Moran elaborated on the idea of “canonical” news by citing a well-publicised incident in which an Apple Intelligence summary of a BBC News headline told a user that Luigi Mangione, the man accused of shooting health insurance boss Brian Thomspon, had shot himself.
Moran said: “We’re moving into an area where everybody can agree what The Guardian or The Times or The Sun has published, and we can be held accountable to it, into an era where only you are seeing what this thing is telling you, and it might be wrong. And there isn’t any accountability…

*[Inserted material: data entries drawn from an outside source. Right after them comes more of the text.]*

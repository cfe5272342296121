//! Calorimeter block locator.
//!
//! The classifier only needs two queries from the geometry: the z of a
//! calorimeter row and the centre of a block. Anything implementing
//! [`GeometryLocator`] can be plugged in.

use super::Position;
use crate::config::{DetectorConstants, LocatorConfig};

pub trait GeometryLocator {
    /// z position of calorimeter row `row` on `side`.
    fn row_z(&self, side: u32, row: u32) -> f64;

    /// Centre of block (`column`, `row`) on `side`.
    fn block_position(&self, side: u32, column: u32, row: u32) -> Position;
}

/// Regular grid of blocks on the two main walls.
///
/// Side 0 sits at `-wall_x`, side 1 at `+wall_x`. Rows are stacked along z
/// and columns along y, both centred on the origin.
#[derive(Debug, Clone)]
pub struct CaloWallLocator {
    wall_x: f64,
    column_pitch: f64,
    row_pitch: f64,
    columns: u32,
    rows: u32,
}

impl CaloWallLocator {
    pub fn new(locator: &LocatorConfig, detector: &DetectorConstants) -> Self {
        Self {
            wall_x: locator.wall_x,
            column_pitch: locator.column_pitch,
            row_pitch: locator.row_pitch,
            columns: detector.calo_columns,
            rows: detector.calo_rows,
        }
    }

    fn centred(index: u32, count: u32, pitch: f64) -> f64 {
        (index as f64 - (count as f64 - 1.0) / 2.0) * pitch
    }
}

impl GeometryLocator for CaloWallLocator {
    fn row_z(&self, _side: u32, row: u32) -> f64 {
        Self::centred(row, self.rows, self.row_pitch)
    }

    fn block_position(&self, side: u32, column: u32, row: u32) -> Position {
        let x = if side == 0 { -self.wall_x } else { self.wall_x };
        let y = Self::centred(column, self.columns, self.column_pitch);
        Position::new(x, y, self.row_z(side, row))
    }
}

#[cfg(test)]
mod tests {
    use super::*;

    fn locator() -> CaloWallLocator {
        CaloWallLocator::new(&LocatorConfig::default(), &DetectorConstants::default())
    }

    #[test]
    fn test_middle_row_is_at_zero() {
        // 13 rows: row 6 is centred
        assert!(locator().row_z(1, 6).abs() < 1e-9);
    }

    #[test]
    fn test_rows_are_pitch_apart() {
        let loc = locator();
        let pitch = LocatorConfig::default().row_pitch;
        assert!((loc.row_z(1, 7) - loc.row_z(1, 6) - pitch).abs() < 1e-9);
        assert!(loc.row_z(1, 0) < 0.0);
        assert!(loc.row_z(1, 12) > 0.0);
    }

    #[test]
    fn test_block_position_sides() {
        let loc = locator();
        let left = loc.block_position(0, 2, 6);
        let right = loc.block_position(1, 2, 6);
        assert!(left.x < 0.0);
        assert!(right.x > 0.0);
        assert!((left.y - right.y).abs() < 1e-9);
        assert!((right.z - loc.row_z(1, 6)).abs() < 1e-9);
    }
}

“Not only no accountability, but because it is endlessly personalisable you can’t even see it. And I think we have to start having a conversation about what the damage that can do to the public is – not just us. But it can be a difficult kind of position to push because it’s very easy to be identified as a Luddite.”
He said AI was “something we absolutely have to be on top of. We have to identify where we can use them to help all of our journalists to do their work better and more efficiently, and so on.
“But I don’t think the only response to this threat is to adopt AI.”
Nadine Forshaw, the editorial innovation lead at The Sun, said she thought these flaws in AI news summarisation would ultimately influence user appetite.
“At some point, over time, that habit is going to shift,” she said. “Because the public aren’t stupid. They are going to consume news on these platforms, and then at some point, they’re going to get burned. They’re going to read something that wasn’t true and they’re going to lose some faith.
“And that’s when we need to be there for them to come to us directly and be that authority on these topics.”